Posted by    |    July 25th, 2012 at 10:17 am

Image courtesy of LACMA

The Dallas Museum of Art introduces The Legacy of the Plumed Serpent in Ancient Mexico, a huge exhibition following the trade network in ancient Mexico, the followers of the deity Quetzalcoatl, and the progression of empires from 900 to 1500 A.D. The exhibition hosts an array of 150 items, including paintings, sculptures, turquoise mosaics, textiles, and gold, all illustrating the transition between two empires: the Aztecs and the Spanish.
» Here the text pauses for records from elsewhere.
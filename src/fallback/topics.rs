//! Keyword topics and canned replies

/// Topics recognized from plain keywords
#[derive(Debug, Clone, Copy, PartialEq, Eq)]
pub enum Topic {
    Services,
    Navigation,
}

impl Topic {
    pub fn reply(&self) -> &'static str {
        match self {
            Topic::Services => SERVICES_REPLY,
            Topic::Navigation => NAVIGATION_REPLY,
        }
    }
}

/// Services keywords are checked before navigation keywords.
pub fn classify(message: &str) -> Option<Topic> {
    let lower = message.to_lowercase();

    if lower.contains("service") || lower.contains("what do you offer") {
        Some(Topic::Services)
    } else if lower.contains("navigate") || lower.contains("help") {
        Some(Topic::Navigation)
    } else {
        None
    }
}

pub const SERVICES_REPLY: &str = "I'm currently experiencing connectivity issues, but I can tell you about our core services:

• **Neural Workflow Assessment** - AI algorithms with 99.7% accuracy to identify automation opportunities
• **Quantum Best Practices** - Machine learning strategies for 10x faster implementation
• **AI Risk Management** - Predictive analytics maintaining 0.1% risk factor
• **Data-Driven Case Studies** - 500+ analyzed real-world examples
• **Automated Implementation** - 24-hour deployment capability
• **AI Onboarding System** - Adaptive learning that grows with your needs

Please try again in a moment for more detailed assistance, or explore our website sections for comprehensive information.";

pub const NAVIGATION_REPLY: &str = "Hi! I'm Machan, but I'm temporarily offline. Here's how to navigate our platform:

• **Introduction** - Start here for AI workflow fundamentals
• **Workflow Guide** - Detailed implementation guidance
• **Best Practices** - Proven strategies and methodologies
• **Case Studies** - Real-world success stories
• **Risk Assessment** - Evaluation and mitigation tools
• **Implementation** - Step-by-step deployment guide

Please refresh and try again for personalized assistance!";

pub const DEFAULT_REPLY: &str = "Hi! I'm Machan, your AI assistant. I'm currently experiencing connectivity issues, so I can't access my full knowledge base or provide real-time responses.

However, I can share some basic information about our AI Workflow Hub platform based on what I know:
- We offer comprehensive automation solutions
- Our platform includes workflow assessment, best practices, and implementation guidance

For detailed and current information, I recommend:
- Exploring our website sections (Introduction, Workflow Guide, Best Practices, Case Studies, Implementation)
- Trying your question again in a moment when my connection is restored
- Browsing the navigation menu for specific topics

I apologize for the limitation and will provide much better assistance once I'm back online!";

#[cfg(test)]
mod tests {
    use super::*;

    #[test]
    fn test_classify() {
        assert_eq!(classify("What services do you offer?"), Some(Topic::Services));
        assert_eq!(classify("so, WHAT DO YOU OFFER"), Some(Topic::Services));
        assert_eq!(classify("How do I navigate the website?"), Some(Topic::Navigation));
        assert_eq!(classify("I need help"), Some(Topic::Navigation));
        assert_eq!(classify("What is the weather today?"), None);
    }

    #[test]
    fn test_services_win_over_navigation() {
        assert_eq!(classify("help me pick a service"), Some(Topic::Services));
    }
}
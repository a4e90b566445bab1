//! Chat-completion backends
//!
//! [`ModelClient`] talks to one OpenAI-compatible endpoint. Whatever goes
//! wrong on the way, its calls come back in the normal shape: the content is
//! then the offline fallback answer and `error` says what happened.

mod openai_compat;
mod simulated;
mod sse;

use std::fmt;
use std::pin::Pin;
use std::time::Duration;

use async_trait::async_trait;
use futures::Stream;
use serde::Serialize;
use thiserror::Error;

use crate::config::ConfigError;
use crate::conversation::Turn;

pub use openai_compat::{format_messages, ModelClient, FALLBACK_WORD_DELAY};
pub use simulated::simulated_stream;

#[derive(Debug, Error)]
pub enum ModelError {
    #[error("LLM client not configured: {0}")]
    NotConfigured(#[from] ConfigError),

    #[error("Request failed: {0}")]
    RequestFailed(#[from] reqwest::Error),

    #[error("API error (HTTP {status}): {message}")]
    Api { status: u16, message: String },

    #[error("Invalid response: {0}")]
    InvalidResponse(String),

    #[error("No response content received from the model")]
    EmptyContent,

    #[error("Request timed out after {0:?}")]
    Timeout(Duration),
}

/// Lazy, single-consumption sequence of reply fragments.
///
/// Ends after the last fragment; a failure part-way through is yielded as one
/// final `Err` item.
pub type FragmentStream = Pin<Box<dyn Stream<Item = Result<String, ModelError>> + Send>>;

/// Result of a blocking completion
#[derive(Debug, Clone, PartialEq, Eq, Serialize)]
pub struct Completion {
    pub content: String,

    /// Set when `content` came from the fallback responder
    #[serde(skip_serializing_if = "Option::is_none")]
    pub error: Option<String>,
}

impl Completion {
    pub fn is_fallback(&self) -> bool {
        self.error.is_some()
    }
}

/// Result of a streaming completion
pub struct StreamingCompletion {
    pub stream: FragmentStream,

    /// Set when `stream` replays the fallback answer
    pub error: Option<String>,
}

impl StreamingCompletion {
    pub fn is_fallback(&self) -> bool {
        self.error.is_some()
    }
}

impl fmt::Debug for StreamingCompletion {
    fn fmt(&self, f: &mut fmt::Formatter<'_>) -> fmt::Result {
        f.debug_struct("StreamingCompletion")
            .field("stream", &"<fragments>")
            .field("error", &self.error)
            .finish()
    }
}

/// What the chat widget needs from a model.
///
/// `Err` is reserved for failures the backend could not turn into a
/// fallback answer; [`ModelClient`] never returns it.
#[async_trait]
pub trait ChatBackend: Send + Sync {
    async fn complete_once(&self, question: &str, history: &[Turn]) -> anyhow::Result<Completion>;

    async fn complete_streaming(
        &self,
        question: &str,
        history: &[Turn],
    ) -> anyhow::Result<StreamingCompletion>;

    async fn check_health(&self) -> bool;

    /// Whether replies should stream unless a caller asks otherwise
    fn streams_by_default(&self) -> bool {
        true
    }
}
/// Turn an SSE response body into reply fragments. `idle` bounds the wait
/// for each network chunk.
fn fragment_stream(response: Response, idle: Duration) -> FragmentStream {
    Box::pin(async_stream::stream! {
        let mut body = Box::pin(response.bytes_stream());
        let mut decoder = SseDecoder::default();

        'read: loop {
            let chunk = match timeout(idle, body.next()).await {
                Err(_) => {
                    yield Err(ModelError::Timeout(idle));
                    break 'read;
                }
                Ok(Some(Err(e))) => {
                    yield Err(ModelError::RequestFailed(e));
                    break 'read;
                }
                Ok(Some(Ok(chunk))) => Some(chunk),
                Ok(None) => None,
            };

            let events = match chunk {
                Some(ref bytes) => decoder.feed(bytes),
                None => decoder.finish(),
            };

            for event in events {
                match event {
                    SseEvent::Done => break 'read,
                    SseEvent::Data(payload) => match parse_delta(&payload) {
                        Ok(Some(text)) => yield Ok(text),
                        Ok(None) => {}
                        Err(e) => {
                            yield Err(e);
                            break 'read;
                        }
                    },
                }
            }

            if chunk.is_none() {
                break 'read;
            }
        }
    })
}
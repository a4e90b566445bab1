//! Word-by-word replay of a finished text

use std::time::Duration;

use super::FragmentStream;

/// Stream `text` one space-separated word at a time, each followed by a
/// space, waiting `delay` between words. Concatenating the fragments gives
/// `text` plus one trailing space.
pub fn simulated_stream(text: impl Into<String>, delay: Duration) -> FragmentStream {
    let words: Vec<String> = text.into().split(' ').map(|w| format!("{} ", w)).collect();

    Box::pin(async_stream::stream! {
        for (i, word) in words.into_iter().enumerate() {
            if i > 0 && !delay.is_zero() {
                tokio::time::sleep(delay).await;
            }
            yield Ok(word);
        }
    })
}
//! Chat-completion endpoint settings
//!
//! ```toml
//! [llm]
//! api_key = "sk-or-..."          # or LLM_API_KEY / OPENROUTER_API_KEY
//! model = "qwen/qwen3-235b-a22b:free"
//! base_url = "https://openrouter.ai/api/v1"
//! max_tokens = 1000
//! temperature = 0.7
//! stream = true
//! timeout_secs = 30
//! ```

use std::fmt;
use std::time::Duration;

use serde::Deserialize;

use super::ConfigError;

pub const DEFAULT_MODEL: &str = "qwen/qwen3-235b-a22b:free";
pub const DEFAULT_BASE_URL: &str = "https://openrouter.ai/api/v1";
pub const DEFAULT_MAX_TOKENS: u32 = 1000;
pub const DEFAULT_TEMPERATURE: f32 = 0.7;
pub const DEFAULT_TIMEOUT_SECS: u64 = 30;

/// Settings for the hosted chat-completion API
#[derive(Clone, Deserialize)]
pub struct LlmConfig {
    /// Bearer token. Missing or blank means every call degrades to the fallback.
    #[serde(default)]
    pub api_key: Option<String>,

    /// Model identifier sent with each request
    #[serde(default = "default_model")]
    pub model: String,

    /// Base URL; `/chat/completions` is appended
    #[serde(default = "default_base_url")]
    pub base_url: String,

    #[serde(default = "default_max_tokens")]
    pub max_tokens: u32,

    #[serde(default = "default_temperature")]
    pub temperature: f32,

    /// Whether the widget streams replies by default
    #[serde(default = "default_true")]
    pub stream: bool,

    /// Bound on a blocking call, on waiting for stream headers and on each
    /// idle gap between stream chunks
    #[serde(default = "default_timeout_secs")]
    pub timeout_secs: u64,

    /// Sent as `HTTP-Referer` for OpenRouter app attribution
    #[serde(default)]
    pub app_url: Option<String>,

    /// Sent as `X-Title` for OpenRouter app attribution
    #[serde(default)]
    pub app_title: Option<String>,
}

fn default_model() -> String {
    DEFAULT_MODEL.to_string()
}

fn default_base_url() -> String {
    DEFAULT_BASE_URL.to_string()
}

fn default_max_tokens() -> u32 {
    DEFAULT_MAX_TOKENS
}

fn default_temperature() -> f32 {
    DEFAULT_TEMPERATURE
}

fn default_true() -> bool {
    true
}

fn default_timeout_secs() -> u64 {
    DEFAULT_TIMEOUT_SECS
}

impl Default for LlmConfig {
    fn default() -> Self {
        Self {
            api_key: None,
            model: default_model(),
            base_url: default_base_url(),
            max_tokens: DEFAULT_MAX_TOKENS,
            temperature: DEFAULT_TEMPERATURE,
            stream: true,
            timeout_secs: DEFAULT_TIMEOUT_SECS,
            app_url: None,
            app_title: None,
        }
    }
}

// The API key never reaches logs.
impl fmt::Debug for LlmConfig {
    fn fmt(&self, f: &mut fmt::Formatter<'_>) -> fmt::Result {
        f.debug_struct("LlmConfig")
            .field(
                "api_key",
                &self.api_key.as_ref().map(|key| format!("<{} chars>", key.len())),
            )
            .field("model", &self.model)
            .field("base_url", &self.base_url)
            .field("max_tokens", &self.max_tokens)
            .field("temperature", &self.temperature)
            .field("stream", &self.stream)
            .field("timeout_secs", &self.timeout_secs)
            .field("app_url", &self.app_url)
            .field("app_title", &self.app_title)
            .finish()
    }
}

impl LlmConfig {
    /// Config pointing at an arbitrary OpenAI-compatible server
    pub fn new(api_key: impl Into<String>, base_url: impl Into<String>) -> Self {
        Self {
            api_key: Some(api_key.into()),
            base_url: base_url.into(),
            ..Self::default()
        }
    }

    /// Overlay values found through `lookup` onto `self`.
    ///
    /// Numeric and boolean values that fail to parse keep their current value.
    pub fn merge_lookup<F>(mut self, lookup: F) -> Self
    where
        F: Fn(&str) -> Option<String>,
    {
        if let Some(key) = lookup("LLM_API_KEY").or_else(|| lookup("OPENROUTER_API_KEY")) {
            self.api_key = Some(key);
        }
        if let Some(model) = lookup("LLM_MODEL") {
            self.model = model;
        }
        if let Some(base_url) = lookup("LLM_BASE_URL") {
            self.base_url = base_url;
        }
        if let Some(max_tokens) = lookup("LLM_MAX_TOKENS").and_then(|v| v.trim().parse().ok()) {
            self.max_tokens = max_tokens;
        }
        if let Some(temperature) = lookup("LLM_TEMPERATURE").and_then(|v| v.trim().parse().ok()) {
            self.temperature = temperature;
        }
        if let Some(stream) = lookup("LLM_STREAM").and_then(|v| parse_flag(&v)) {
            self.stream = stream;
        }
        if let Some(secs) = lookup("LLM_TIMEOUT_SECS").and_then(|v| v.trim().parse().ok()) {
            self.timeout_secs = secs;
        }
        if let Some(url) = lookup("LLM_APP_URL") {
            self.app_url = Some(url);
        }
        if let Some(title) = lookup("LLM_APP_TITLE") {
            self.app_title = Some(title);
        }
        self
    }

    /// Check everything a request needs. Performs no I/O.
    pub fn validate(&self) -> Result<(), ConfigError> {
        match self.api_key.as_deref().map(str::trim) {
            None | Some("") => return Err(ConfigError::MissingApiKey),
            Some(_) => {}
        }

        let url = reqwest::Url::parse(&self.base_url).map_err(|e| {
            ConfigError::Validation(format!("invalid base_url '{}': {}", self.base_url, e))
        })?;
        if !matches!(url.scheme(), "http" | "https") {
            return Err(ConfigError::Validation(format!(
                "base_url must be http(s), got '{}'",
                url.scheme()
            )));
        }

        if self.max_tokens == 0 {
            return Err(ConfigError::Validation("max_tokens must be positive".into()));
        }

        if self.timeout_secs == 0 {
            return Err(ConfigError::Validation("timeout_secs must be positive".into()));
        }

        if !(0.0..=2.0).contains(&self.temperature) {
            return Err(ConfigError::Validation(format!(
                "temperature {} outside 0.0..=2.0",
                self.temperature
            )));
        }

        Ok(())
    }

    pub fn is_valid(&self) -> bool {
        self.validate().is_ok()
    }

    pub fn endpoint(&self) -> String {
        format!("{}/chat/completions", self.base_url.trim_end_matches('/'))
    }

    pub fn request_timeout(&self) -> Duration {
        Duration::from_secs(self.timeout_secs)
    }
}

fn parse_flag(value: &str) -> Option<bool> {
    match value.trim().to_lowercase().as_str() {
        "1" | "true" | "yes" | "on" => Some(true),
        "0" | "false" | "no" | "off" => Some(false),
        _ => None,
    }
}

#[cfg(test)]
mod tests {
    use super::*;
    use std::collections::HashMap;

    fn lookup_from(pairs: &[(&str, &str)]) -> impl Fn(&str) -> Option<String> {
        let map: HashMap<String, String> = pairs
            .iter()
            .map(|(k, v)| (k.to_string(), v.to_string()))
            .collect();
        move |key| map.get(key).cloned()
    }

    #[test]
    fn test_defaults() {
        let config = LlmConfig::default();
        assert_eq!(config.model, DEFAULT_MODEL);
        assert_eq!(config.base_url, DEFAULT_BASE_URL);
        assert_eq!(config.max_tokens, 1000);
        assert!(config.stream);
        assert_eq!(config.request_timeout(), Duration::from_secs(30));
        assert!(config.api_key.is_none());
    }

    #[test]
    fn test_missing_key_fails_validation() {
        let config = LlmConfig::default();
        assert!(matches!(config.validate(), Err(ConfigError::MissingApiKey)));

        let blank = LlmConfig {
            api_key: Some("   ".into()),
            ..LlmConfig::default()
        };
        assert!(matches!(blank.validate(), Err(ConfigError::MissingApiKey)));
    }

    #[test]
    fn test_validation_rules() {
        let good = LlmConfig::new("key", "http://localhost:8080/v1");
        assert!(good.is_valid());

        let bad_url = LlmConfig::new("key", "not a url");
        assert!(matches!(bad_url.validate(), Err(ConfigError::Validation(_))));

        let bad_scheme = LlmConfig::new("key", "ftp://example.com");
        assert!(!bad_scheme.is_valid());

        let hot = LlmConfig {
            temperature: 3.5,
            ..good.clone()
        };
        assert!(!hot.is_valid());

        let no_tokens = LlmConfig {
            max_tokens: 0,
            ..good.clone()
        };
        assert!(!no_tokens.is_valid());

        let no_timeout = LlmConfig {
            timeout_secs: 0,
            ..good
        };
        assert!(matches!(no_timeout.validate(), Err(ConfigError::Validation(_))));
    }

    #[test]
    fn test_endpoint_trims_trailing_slash() {
        let config = LlmConfig::new("key", "https://api.example.com/v1/");
        assert_eq!(config.endpoint(), "https://api.example.com/v1/chat/completions");
    }

    #[test]
    fn test_merge_lookup() {
        let config = LlmConfig::default().merge_lookup(lookup_from(&[
            ("OPENROUTER_API_KEY", "or-key"),
            ("LLM_MODEL", "mistral-small"),
            ("LLM_MAX_TOKENS", "256"),
            ("LLM_TEMPERATURE", "not-a-number"),
            ("LLM_STREAM", "off"),
        ]));

        assert_eq!(config.api_key.as_deref(), Some("or-key"));
        assert_eq!(config.model, "mistral-small");
        assert_eq!(config.max_tokens, 256);
        assert_eq!(config.temperature, DEFAULT_TEMPERATURE);
        assert!(!config.stream);
    }

    #[test]
    fn test_primary_key_wins() {
        let config = LlmConfig::default().merge_lookup(lookup_from(&[
            ("LLM_API_KEY", "primary"),
            ("OPENROUTER_API_KEY", "secondary"),
        ]));
        assert_eq!(config.api_key.as_deref(), Some("primary"));
    }

    #[test]
    fn test_debug_redacts_key() {
        let config = LlmConfig::new("sk-secret", DEFAULT_BASE_URL);
        let printed = format!("{:?}", config);
        assert!(!printed.contains("sk-secret"));
        assert!(printed.contains("<9 chars>"));
    }
}
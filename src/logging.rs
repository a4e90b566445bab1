//! Tracing setup for hosts embedding the assistant

use tracing_subscriber::{layer::SubscriberExt, util::SubscriberInitExt, EnvFilter};

const DEFAULT_FILTER: &str = "hub_assistant=debug";

fn filter() -> EnvFilter {
    EnvFilter::try_from_default_env().unwrap_or_else(|_| DEFAULT_FILTER.into())
}

/// Install the global subscriber. `RUST_LOG` overrides the default filter.
///
/// Panics if a global subscriber is already set; use [`try_init`] when that
/// may be the case.
pub fn init() {
    tracing_subscriber::registry()
        .with(filter())
        .with(tracing_subscriber::fmt::layer())
        .init();
}

/// Like [`init`], but leaves an existing subscriber in place
pub fn try_init() -> bool {
    tracing_subscriber::registry()
        .with(filter())
        .with(tracing_subscriber::fmt::layer())
        .try_init()
        .is_ok()
}

#[cfg(test)]
mod tests {
    use super::*;

    #[test]
    fn test_second_init_is_refused() {
        try_init();
        assert!(!try_init());
    }
}
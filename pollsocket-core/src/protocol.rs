//! WebSocket protocol constants and utilities
//!
//! This module contains the protocol definitions from RFC 6455 used by the
//! codec and the handshake, plus the HTTP status-line table the server needs
//! to reject non-WebSocket requests.

/// WebSocket opcodes as defined in RFC 6455 Section 5.2
#[derive(Debug, Clone, Copy, PartialEq, Eq, Hash)]
pub enum Opcode {
    /// Continuation frame
    Continuation = 0x0,
    /// Text frame
    Text = 0x1,
    /// Binary frame
    Binary = 0x2,
    /// Close frame
    Close = 0x8,
    /// Ping frame
    Ping = 0x9,
    /// Pong frame
    Pong = 0xA,
}

impl Opcode {
    /// Create an Opcode from the low nibble of a frame header
    ///
    /// Reserved opcodes (0x3-0x7, 0xB-0xF) yield `None`.
    pub fn from(value: u8) -> Option<Self> {
        match value {
            0x0 => Some(Opcode::Continuation),
            0x1 => Some(Opcode::Text),
            0x2 => Some(Opcode::Binary),
            0x8 => Some(Opcode::Close),
            0x9 => Some(Opcode::Ping),
            0xA => Some(Opcode::Pong),
            _ => None,
        }
    }

    /// Get the numeric value of the opcode
    pub fn value(&self) -> u8 {
        *self as u8
    }

    /// Check if this is a control opcode
    pub fn is_control(&self) -> bool {
        matches!(self, Opcode::Close | Opcode::Ping | Opcode::Pong)
    }

    /// Check if this is a data opcode
    pub fn is_data(&self) -> bool {
        matches!(self, Opcode::Text | Opcode::Binary | Opcode::Continuation)
    }
}

/// WebSocket protocol constants
pub mod constants {
    use std::time::Duration;

    /// WebSocket magic string for accept calculation
    pub const WEBSOCKET_MAGIC: &str = "258EAFA5-E914-47DA-95CA-C5AB0DC85B11";

    /// WebSocket protocol version
    pub const WEBSOCKET_VERSION: &str = "13";

    /// Largest handshake request accepted, pipelined frame bytes included
    pub const MAX_HANDSHAKE_SIZE: usize = 65535;

    /// Bytes requested from the transport per read
    pub const READ_CHUNK_SIZE: usize = 65536;

    /// Maximum frame payload size (default)
    pub const DEFAULT_MAX_FRAME_SIZE: usize = 16 * 1024 * 1024; // 16MB

    /// Default readiness poll interval
    pub const DEFAULT_POLL_INTERVAL: Duration = Duration::from_secs(60);

    /// Default handshake timeout
    pub const DEFAULT_HANDSHAKE_TIMEOUT: Duration = Duration::from_secs(10);

    /// Default connection limit
    pub const DEFAULT_MAX_CONNECTIONS: usize = 10_000;

    /// Largest payload a control frame may carry
    pub const MAX_CONTROL_PAYLOAD: u64 = 125;

    /// Line separator used by HTTP/1.1
    pub const CRLF: &str = "\r\n";

    /// Marker that ends an HTTP header block
    pub const HEADER_TERMINATOR: &[u8] = b"\r\n\r\n";
}

/// Frame header bit positions and masks
pub mod frame {
    /// FIN bit position
    pub const FIN_BIT: u8 = 0x80;

    /// RSV1 bit position
    pub const RSV1_BIT: u8 = 0x40;

    /// RSV2 bit position
    pub const RSV2_BIT: u8 = 0x20;

    /// RSV3 bit position
    pub const RSV3_BIT: u8 = 0x10;

    /// Opcode mask
    pub const OPCODE_MASK: u8 = 0x0F;

    /// MASK bit position
    pub const MASK_BIT: u8 = 0x80;

    /// Payload length mask for 7-bit length
    pub const PAYLOAD_LEN_MASK: u8 = 0x7F;

    /// Largest length that fits the 7-bit field
    pub const PAYLOAD_LEN_INLINE_MAX: usize = 125;

    /// Extended payload length (16-bit) marker
    pub const PAYLOAD_LEN_16: u8 = 126;

    /// Extended payload length (64-bit) marker
    pub const PAYLOAD_LEN_64: u8 = 127;

    /// Masking key length
    pub const MASKING_KEY_LEN: usize = 4;
}

/// HTTP header names in their normalised form
///
/// Incoming header names are rewritten to Title-Case-With-Dashes before they
/// are stored, see [`crate::handshake::normalize_header_name`].
pub mod http_header {
    /// Upgrade header
    pub const UPGRADE: &str = "Upgrade";

    /// Connection header
    pub const CONNECTION: &str = "Connection";

    /// Sec-WebSocket-Key header
    pub const SEC_WEBSOCKET_KEY: &str = "Sec-Websocket-Key";

    /// Sec-WebSocket-Accept header, as written on responses
    pub const SEC_WEBSOCKET_ACCEPT: &str = "Sec-WebSocket-Accept";
}

/// HTTP status lines
///
/// This is the one piece of the surrounding application kernel the server
/// depends on: the reason phrases for the status codes it may emit.
pub mod http_status {
    /// HTTP Switching Protocols status
    pub const SWITCHING_PROTOCOLS: u16 = 101;

    /// HTTP Bad Request status
    pub const BAD_REQUEST: u16 = 400;

    const REASONS: &[(u16, &str)] = &[
        (100, "Continue"),
        (101, "Switching Protocols"),
        (103, "Early Hints"),
        (200, "OK"),
        (201, "Created"),
        (202, "Accepted"),
        (203, "Non-Authorative Information"),
        (204, "No Content"),
        (205, "Reset Content"),
        (206, "Partial Content"),
        (300, "Multiple Choices"),
        (301, "Moved Permanently"),
        (302, "Found"),
        (303, "See Other"),
        (304, "Not Modified"),
        (305, "Use Proxy"),
        (307, "Temporary Redirect"),
        (400, "Bad Request"),
        (401, "Unauthorized"),
        (402, "Payment Required"),
        (403, "Forbidden"),
        (404, "Not Found"),
        (405, "Method Not Allowed"),
        (406, "Not Acceptable"),
        (407, "Proxy Authentication Required"),
        (408, "Request Timeout"),
        (409, "Conflict"),
        (410, "Gone"),
        (411, "Length Required"),
        (412, "Precondition Failed"),
        (413, "Request Entity Too Large"),
        (414, "Request-URI Too Long"),
        (415, "Unsupported Media Type"),
        (416, "Requested Range Not Satisfiable"),
        (417, "Expectation Failed"),
        (500, "Internal Server Error"),
        (501, "Not Implemented"),
        (502, "Bad Gateway"),
        (503, "Service Unavailable"),
        (504, "Gateway Timeout"),
        (505, "HTTP Version Not Supported"),
    ];

    /// Reason phrase for a status code
    pub fn reason(code: u16) -> Option<&'static str> {
        REASONS
            .iter()
            .find(|(known, _)| *known == code)
            .map(|(_, reason)| *reason)
    }

    /// Full HTTP/1.1 status line, without the trailing CRLF
    pub fn status_line(code: u16) -> String {
        match reason(code) {
            Some(reason) => format!("HTTP/1.1 {} {}", code, reason),
            None => format!("HTTP/1.1 {}", code),
        }
    }
}

#[cfg(test)]
mod tests {
    use super::*;

    #[test]
    fn test_opcode_conversion() {
        assert_eq!(Opcode::from(0x1), Some(Opcode::Text));
        assert_eq!(Opcode::from(0x3), None);
        assert_eq!(Opcode::from(0xB), None);
        assert_eq!(Opcode::Pong.value(), 0xA);
        assert!(Opcode::Ping.is_control());
        assert!(Opcode::Continuation.is_data());
        assert!(!Opcode::Close.is_data());
    }

    #[test]
    fn test_status_lines() {
        assert_eq!(
            http_status::status_line(http_status::BAD_REQUEST),
            "HTTP/1.1 400 Bad Request"
        );
        assert_eq!(
            http_status::status_line(http_status::SWITCHING_PROTOCOLS),
            "HTTP/1.1 101 Switching Protocols"
        );
        assert_eq!(http_status::reason(418), None);
        assert_eq!(http_status::status_line(418), "HTTP/1.1 418");
    }
}
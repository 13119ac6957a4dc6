//! Echo Server Example
//!
//! Echoes every text and binary frame back to its sender, greets clients
//! that join `/chat`, and closes connections that stayed quiet for a whole
//! poll interval.
//!
//! Run with `RUST_LOG=debug cargo run --example echo_server`.

use pollsocket_server::logging::init_logging;
use pollsocket_server::prelude::*;
use std::cell::RefCell;
use std::collections::HashSet;
use std::rc::Rc;

fn main() -> Result<(), Box<dyn std::error::Error>> {
    init_logging()?;

    let mut server = Server::builder()
        .bind("127.0.0.1:8080")
        .poll_interval_secs(30.0)?
        .max_connections(1000)
        .build()?;

    // Agents that sent something since the last idle tick
    let active = Rc::new(RefCell::new(HashSet::new()));

    let seen = Rc::clone(&active);
    let idle = Rc::clone(&active);
    let gone = Rc::clone(&active);

    server
        .on_start(|state| {
            if let Some(addr) = state.local_addr() {
                println!("🚀 Echo server listening on ws://{}", addr);
            }
        })
        .on_connect(|agent| {
            println!("📡 New connection from {} on {}", agent.id(), agent.uri());
            if agent.uri() == "/chat" {
                let _ = agent.send_text("welcome to /chat");
            }
        })
        .on_receive(move |agent, opcode, payload| {
            seen.borrow_mut().insert(agent.key());
            match opcode {
                Opcode::Text => {
                    let text = String::from_utf8_lossy(payload);
                    println!("📨 Received text: {}", text);
                    let _ = agent.send_text(&format!("Echo: {}", text));
                }
                _ => {
                    println!("📨 Received {:?}: {} bytes", opcode, payload.len());
                    let _ = agent.send(opcode, payload.clone());
                }
            }
        })
        .on_idle(move |agent| {
            if !idle.borrow_mut().remove(&agent.key()) {
                println!("💤 Closing quiet connection {}", agent.id());
                let _ = agent.close(CloseCode::Away);
            }
        })
        .on_disconnect(move |agent| {
            gone.borrow_mut().remove(&agent.key());
            println!("🔌 {} closed ({:?})", agent.id(), agent.close_reason());
        })
        .on_error(|_, err| eprintln!("⚠️  {}", err))
        .on_stop(|_| println!("👋 Server stopped"));

    server.run()?;
    Ok(())
}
It showcases materials that demonstrate the convergence of empires and the conquest of people part of a broad trade network that spread ideas, innovations, and enterprises throughout ancient Mexico, South America, and the American Southwest.

Courtesy of LACMA

Organized by the Los Angeles County Museum of Art, the exhibition focuses on the ancient kingdoms who worshipped Quetzalcoatl (literally “feathered serpent”), a spirit that combined the features of the quetzal bird and the serpent. The show is powerful, complex, and thought-provoking, allowing the viewer to understand that globalization is not a new phenomenon and that the transcendence of linguistics in art is universal.

The show opens on July 29th and closes on November 25th.